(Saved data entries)
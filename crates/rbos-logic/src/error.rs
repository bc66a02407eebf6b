//! Error types for the logic engine.

use crate::gate::GateId;

/// Errors raised while building or validating a graph.
#[derive(Clone, Debug, PartialEq, Eq, thiserror::Error)]
pub enum GraphError {
    /// A gate with this id is already placed.
    #[error("duplicate gate id: {0}")]
    DuplicateGate(GateId),

    /// A wire endpoint references a gate that does not exist.
    #[error("wire references unknown gate: {0}")]
    UnknownGate(GateId),

    /// A wire endpoint names a pin beyond the gate's declared arity.
    #[error("pin {pin} out of range for {direction} of gate {gate} (arity {arity})")]
    PinOutOfRange {
        gate: GateId,
        direction: PinDirection,
        pin: usize,
        arity: usize,
    },
}

/// Which side of a gate a pin belongs to
#[derive(Clone, Copy, Debug, PartialEq, Eq)]
pub enum PinDirection {
    Input,
    Output,
}

impl std::fmt::Display for PinDirection {
    fn fmt(&self, f: &mut std::fmt::Formatter<'_>) -> std::fmt::Result {
        match self {
            PinDirection::Input => f.write_str("inputs"),
            PinDirection::Output => f.write_str("outputs"),
        }
    }
}

/// A stored signal value other than 0 or 1.
#[derive(Clone, Copy, Debug, PartialEq, Eq, thiserror::Error)]
#[error("signal must be 0 or 1, got {0}")]
pub struct InvalidSignal(pub u8);

/// Errors raised by a single evaluation step.
#[derive(Clone, Debug, PartialEq, Eq, thiserror::Error)]
pub enum EvalError {
    /// Topological evaluation found gates that feed back into themselves.
    #[error("combinational cycle through gates {}", join_ids(.gates))]
    CombinationalCycle { gates: Vec<GateId> },
}

/// Errors surfaced by the engine.
#[derive(Clone, Debug, PartialEq, Eq, thiserror::Error)]
pub enum EngineError {
    #[error("evaluation failed: {0}")]
    Eval(#[from] EvalError),

    /// `start` was called outside a tokio runtime.
    #[error("no tokio runtime available to drive the tick loop")]
    NoRuntime,
}

/// Errors raised while loading configuration.
#[derive(Debug, thiserror::Error)]
pub enum ConfigError {
    #[error("invalid engine config: {0}")]
    Parse(#[from] toml::de::Error),
}

fn join_ids(ids: &[GateId]) -> String {
    ids.iter()
        .map(GateId::as_str)
        .collect::<Vec<_>>()
        .join(", ")
}

#[cfg(test)]
mod tests {
    use super::*;

    #[test]
    fn test_cycle_message_lists_gates() {
        let err = EvalError::CombinationalCycle {
            gates: vec![GateId::from("a"), GateId::from("b")],
        };
        assert_eq!(err.to_string(), "combinational cycle through gates a, b");
    }

    #[test]
    fn test_pin_out_of_range_message() {
        let err = GraphError::PinOutOfRange {
            gate: GateId::from("g1"),
            direction: PinDirection::Input,
            pin: 3,
            arity: 2,
        };
        assert_eq!(
            err.to_string(),
            "pin 3 out of range for inputs of gate g1 (arity 2)"
        );
    }
}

ABOUT THIS TASK: Scan the records for lines with the word "wire". Report how many, with no other words.

SOLUTION: 3